### Records for this task

//! The linear intermediate representation: one flat instruction list per
//! function, three-address style.
//!
//! Values are boxed so they can be moved individually between instruction
//! operand slots; an instruction exclusively owns whatever values sit in its
//! slots. Cloning a constant is a cheap copy, cloning a temporary duplicates
//! its generated name. The `Display` impls produce the text form used by
//! `--print=ir` and the test suite:
//!
//! ```text
//! function main:
//!   %t0 = ADD 1, 2
//!   RET %t0
//! ```

use std::fmt;

/// An IR operand: either an embedded constant or a named temporary.
#[derive(Debug, Clone, PartialEq, Eq)]
pub enum Value {
  Constant(i64),
  Temp(String),
}

impl fmt::Display for Value {
  fn fmt(&self, f: &mut fmt::Formatter<'_>) -> fmt::Result {
    match self {
      Value::Constant(value) => write!(f, "{value}"),
      Value::Temp(name) => write!(f, "%{name}"),
    }
  }
}

/// Instruction kinds in the IR's vocabulary.
#[derive(Debug, Clone, Copy, PartialEq, Eq)]
pub enum InstKind {
  Ret,
  Add,
  Sub,
  Mul,
  Div,
}

impl InstKind {
  pub fn mnemonic(&self) -> &'static str {
    match self {
      InstKind::Ret => "RET",
      InstKind::Add => "ADD",
      InstKind::Sub => "SUB",
      InstKind::Mul => "MUL",
      InstKind::Div => "DIV",
    }
  }
}

/// A single instruction with up to three operand slots. Slots the kind does
/// not use stay `None`; every `Some` value is exclusively owned.
#[derive(Debug, Clone, PartialEq)]
pub struct Instruction {
  pub kind: InstKind,
  pub lhs: Option<Box<Value>>,
  pub rhs: Option<Box<Value>>,
  pub dst: Option<Box<Value>>,
}

impl Instruction {
  /// Convenience constructor to keep the emitter readable.
  pub fn new(
    kind: InstKind,
    lhs: Option<Box<Value>>,
    rhs: Option<Box<Value>>,
    dst: Option<Box<Value>>,
  ) -> Self {
    Self {
      kind,
      lhs,
      rhs,
      dst,
    }
  }
}

fn fmt_operand(f: &mut fmt::Formatter<'_>, operand: Option<&Value>) -> fmt::Result {
  match operand {
    Some(value) => write!(f, "{value}"),
    None => write!(f, "(invalid operand)"),
  }
}

impl fmt::Display for Instruction {
  fn fmt(&self, f: &mut fmt::Formatter<'_>) -> fmt::Result {
    match self.kind {
      InstKind::Ret => {
        write!(f, "  RET ")?;
        fmt_operand(f, self.lhs.as_deref())
      }
      InstKind::Add | InstKind::Sub | InstKind::Mul | InstKind::Div => {
        write!(f, "  ")?;
        fmt_operand(f, self.dst.as_deref())?;
        write!(f, " = {} ", self.kind.mnemonic())?;
        fmt_operand(f, self.lhs.as_deref())?;
        write!(f, ", ")?;
        fmt_operand(f, self.rhs.as_deref())
      }
    }
  }
}

/// A lowered function: an owned name and a frozen flat instruction list.
#[derive(Debug, Clone, PartialEq)]
pub struct Function {
  pub name: String,
  pub instructions: Box<[Instruction]>,
}

impl fmt::Display for Function {
  fn fmt(&self, f: &mut fmt::Formatter<'_>) -> fmt::Result {
    writeln!(f, "function {}:", self.name)?;
    for inst in self.instructions.iter() {
      writeln!(f, "{inst}")?;
    }
    Ok(())
  }
}

/// A lowered program: a single owned main function.
#[derive(Debug, Clone, PartialEq)]
pub struct IrProgram {
  pub main_function: Box<Function>,
}

impl fmt::Display for IrProgram {
  fn fmt(&self, f: &mut fmt::Formatter<'_>) -> fmt::Result {
    write!(f, "{}", self.main_function)
  }
}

### Assignment
Print the records above verbatim from their first line to the line containing "the IR's vocabulary.", both included, and stop there.

### Answer section
//! The linear intermediate representation: one flat instruction list per
//! function, three-address style.
//!
//! Values are boxed so they can be moved individually between instruction
//! operand slots; an instruction exclusively owns whatever values sit in its
//! slots. Cloning a constant is a cheap copy, cloning a temporary duplicates
//! its generated name. The `Display` impls produce the text form used by
//! `--print=ir` and the test suite:
//!
//! ```text
//! function main:
//!   %t0 = ADD 1, 2
//!   RET %t0
//! ```

use std::fmt;

/// An IR operand: either an embedded constant or a named temporary.
#[derive(Debug, Clone, PartialEq, Eq)]
pub enum Value {
  Constant(i64),
  Temp(String),
}

impl fmt::Display for Value {
  fn fmt(&self, f: &mut fmt::Formatter<'_>) -> fmt::Result {
    match self {
      Value::Constant(value) => write!(f, "{value}"),
      Value::Temp(name) => write!(f, "%{name}"),
    }
  }
}

/// Instruction kinds in the IR's vocabulary.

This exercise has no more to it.